Overflow incontinence is a bladder condition were the bladder does not being able to empty and loss of urine occurs as a result of overflow. This usually is a problem of bladder muscle weakness, nervous system damage, or obstruction of the urinary outflow due to surgery, tumor, or stone.
Overactive bladder presents with symptoms of urinary urgency and frequency, sensation of incomplete bladder emptying, and multiple night time voids. These symptoms usually represent bladder muscle irritability and could be as a result of nervous system problems, kidney stones, bladder cancer, and many of other possible etiologies.
Evaluation of Urinary Incontinence
Evaluation process for urinary incontinence can be quick and simple or complex requiring multiple diagnostic modalities. Evaluation begins by a detailed history and physical covering the present symptoms and duration, medical and surgical history, and obstetric history as well as a detailed Gynecological and urological examination.
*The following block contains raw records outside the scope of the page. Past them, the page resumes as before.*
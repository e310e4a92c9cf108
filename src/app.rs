use std::collections::BTreeSet;
use std::sync::Arc;
use std::time::Instant;

use crossterm::event::{KeyCode, KeyEvent, KeyModifiers};

use crate::catalog::Catalog;
use crate::celebration::Celebration;
use crate::config::Config;
use crate::error::QuizError;
use crate::quiz::QuizStatus;
use crate::router::{Router, Screen};
use crate::runtime::AppEvent;
use crate::{sound, speech};

/// Tiles per row on the home grid
pub const GRID_COLUMNS: usize = 9;
const LETTER_TILES: usize = 26;
/// The A-Z game sits after Z
pub const RANDOM_TILE: usize = LETTER_TILES;

#[derive(Debug, Clone, Copy, PartialEq, Eq)]
pub enum Tile {
    Letter(char),
    Random,
}

impl Tile {
    pub fn at(index: usize) -> Option<Self> {
        match index {
            i if i < LETTER_TILES => Some(Tile::Letter((b'A' + i as u8) as char)),
            RANDOM_TILE => Some(Tile::Random),
            _ => None,
        }
    }

    pub fn label(&self) -> String {
        match self {
            Tile::Letter(c) => c.to_string(),
            Tile::Random => "A-Z".to_string(),
        }
    }
}

/// Cursor over the home grid, plus which letters have any words at all
#[derive(Debug, Clone)]
pub struct HomeState {
    selected: usize,
    available: BTreeSet<char>,
}

impl HomeState {
    pub fn new(available: BTreeSet<char>) -> Self {
        Self {
            selected: RANDOM_TILE,
            available,
        }
    }

    pub fn tiles() -> impl Iterator<Item = Tile> {
        (0..=RANDOM_TILE).filter_map(Tile::at)
    }

    pub fn selected(&self) -> Tile {
        Tile::at(self.selected).unwrap_or(Tile::Random)
    }

    pub fn selected_index(&self) -> usize {
        self.selected
    }

    pub fn is_enabled(&self, tile: Tile) -> bool {
        match tile {
            Tile::Letter(c) => self.available.contains(&c),
            Tile::Random => !self.available.is_empty(),
        }
    }

    fn move_by(&mut self, delta: isize) {
        let next = self.selected as isize + delta;
        if (0..=RANDOM_TILE as isize).contains(&next) {
            self.selected = next as usize;
        }
    }

    fn select(&mut self, tile: Tile) {
        self.selected = match tile {
            Tile::Letter(c) => (c as u8 - b'A') as usize,
            Tile::Random => RANDOM_TILE,
        };
    }
}

/// Everything the terminal front end needs: the router plus the bits of UI
/// state that do not belong to a session.
pub struct App {
    router: Router,
    config: Config,
    home: HomeState,
    confirm_quit: bool,
    notice: Option<String>,
    celebration: Celebration,
    area: (u16, u16),
    should_exit: bool,
}

impl App {
    pub fn new(router: Router, config: Config) -> Self {
        let home = HomeState::new(router.catalog().letters_with_words());
        Self {
            router,
            config,
            home,
            confirm_quit: false,
            notice: None,
            celebration: Celebration::new(),
            area: (80, 24),
            should_exit: false,
        }
    }

    /// Built-in catalog with speech and sound picked from `config`.
    pub fn from_config(config: Config) -> Result<Self, QuizError> {
        let catalog = Arc::new(Catalog::builtin()?);
        let speaker = Arc::from(speech::from_config(&config));
        let sound = Arc::from(sound::from_config(&config));
        Ok(Self::new(Router::new(catalog, speaker, sound), config))
    }

    pub fn router(&self) -> &Router {
        &self.router
    }

    pub fn router_mut(&mut self) -> &mut Router {
        &mut self.router
    }

    pub fn config(&self) -> &Config {
        &self.config
    }

    pub fn home(&self) -> &HomeState {
        &self.home
    }

    pub fn is_confirming_quit(&self) -> bool {
        self.confirm_quit
    }

    pub fn notice(&self) -> Option<&str> {
        self.notice.as_deref()
    }

    pub fn celebration(&self) -> &Celebration {
        &self.celebration
    }

    pub fn should_exit(&self) -> bool {
        self.should_exit
    }

    pub fn set_area(&mut self, width: u16, height: u16) {
        self.area = (width, height);
    }

    /// Apply one loop event. Returns true when the screen needs a redraw.
    pub fn handle_event(&mut self, event: AppEvent) -> bool {
        match event {
            AppEvent::Key(key) => {
                self.on_key(key);
                true
            }
            AppEvent::Resize => true,
            AppEvent::Tick => self.on_tick(),
        }
    }

    pub fn on_tick(&mut self) -> bool {
        self.on_tick_at(Instant::now())
    }

    pub fn on_tick_at(&mut self, now: Instant) -> bool {
        let mut redraw = false;
        if let Some(quiz) = self.router.quiz_mut() {
            match quiz.poll_at(now) {
                QuizStatus::Idle | QuizStatus::Waiting => {}
                QuizStatus::Advanced => redraw = true,
                QuizStatus::Finished(results) => {
                    self.confirm_quit = false;
                    self.router.finish(results);
                    self.celebrate_if_perfect();
                    redraw = true;
                }
            }
        }

        if self.celebration.is_active() {
            self.celebration.update_at(now);
            redraw = true;
        }
        redraw
    }

    pub fn on_key(&mut self, key: KeyEvent) {
        if key.modifiers.contains(KeyModifiers::CONTROL) {
            if key.code == KeyCode::Char('c') {
                self.should_exit = true;
            }
            return;
        }

        match self.router.screen() {
            Screen::Home => self.on_home_key(key),
            Screen::Playing(_) if self.confirm_quit => self.on_confirm_key(key),
            Screen::Playing(_) => self.on_playing_key(key),
            Screen::Summary(_) => self.on_summary_key(key),
        }
    }

    fn on_home_key(&mut self, key: KeyEvent) {
        match key.code {
            KeyCode::Esc => self.should_exit = true,
            KeyCode::Left => self.home.move_by(-1),
            KeyCode::Right => self.home.move_by(1),
            KeyCode::Up => self.home.move_by(-(GRID_COLUMNS as isize)),
            KeyCode::Down => self.home.move_by(GRID_COLUMNS as isize),
            KeyCode::Enter => self.activate(self.home.selected()),
            KeyCode::Char(' ') => self.activate(Tile::Random),
            KeyCode::Char(c) if c.is_ascii_alphabetic() => {
                let tile = Tile::Letter(c.to_ascii_uppercase());
                self.home.select(tile);
                self.activate(tile);
            }
            _ => {}
        }
    }

    fn activate(&mut self, tile: Tile) {
        let started = match tile {
            Tile::Letter(c) => self.router.start_letter(c),
            Tile::Random => self.router.start_random(self.config.random_word_count),
        };
        match started {
            Ok(()) => {
                self.notice = None;
                self.confirm_quit = false;
            }
            Err(e) => {
                log::info!("cannot start {}: {e}", tile.label());
                self.notice = Some(match tile {
                    Tile::Letter(c) => format!("No words start with {c} yet"),
                    Tile::Random => e.to_string(),
                });
            }
        }
    }

    fn on_playing_key(&mut self, key: KeyEvent) {
        let Some(quiz) = self.router.quiz_mut() else {
            return;
        };
        match key.code {
            KeyCode::Esc => self.confirm_quit = true,
            KeyCode::Tab => quiz.repeat_word(),
            KeyCode::Enter => {
                quiz.submit_input();
            }
            KeyCode::Backspace => quiz.backspace(),
            KeyCode::Char(c) => quiz.push_char(c),
            _ => {}
        }
    }

    fn on_confirm_key(&mut self, key: KeyEvent) {
        match key.code {
            KeyCode::Char('y') | KeyCode::Char('Y') | KeyCode::Enter => {
                self.confirm_quit = false;
                self.router.quit();
                self.celebrate_if_perfect();
            }
            KeyCode::Char('n') | KeyCode::Char('N') | KeyCode::Esc => self.confirm_quit = false,
            _ => {}
        }
    }

    fn on_summary_key(&mut self, key: KeyEvent) {
        match key.code {
            KeyCode::Char('p') | KeyCode::Enter => {
                self.celebration.stop();
                if let Err(e) = self.router.play_again() {
                    log::warn!("cannot start a new game: {e}");
                    self.notice = Some(e.to_string());
                }
            }
            KeyCode::Char('h') => {
                self.celebration.stop();
                self.router.go_home();
            }
            KeyCode::Esc | KeyCode::Char('q') => self.should_exit = true,
            _ => {}
        }
    }

    fn celebrate_if_perfect(&mut self) {
        if let Screen::Summary(summary) = self.router.screen() {
            if summary.is_perfect() {
                self.celebration.start(self.area.0, self.area.1);
            }
        }
    }
}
A urinalysis is helpful to rule out infection, kidney stones, or risk of kidney disease or cancer.
Ultrasound of the kidney and bladder as well as gynecological organs allows identification of tumors and growths that may be responsible for the incontinence.
A cystoscope is an specially designed instrument for evaluation of the bladder. We use small cystoscopes designed for evaluation of a woman’s body. These instruments are delicate minimizing the discomfort and allow maximal diagnostic ability.
Urodynamic testing is a functional study of the bladder and the urethra identifying weakness in the system interaction during voiding or storage of urine.
CT urogram and MRI allows identification of the kidney and bladder lesions and spinal defects.
Treatment Options for Urinary Incontinence
Treatment options include physical therapy, medication, natural remedies, fluid and diet alterations, weight management, urethral bulking injections, and vaginal surgical repairs.
These treatment options can be very successful when targeted at the correct cause of incontinence.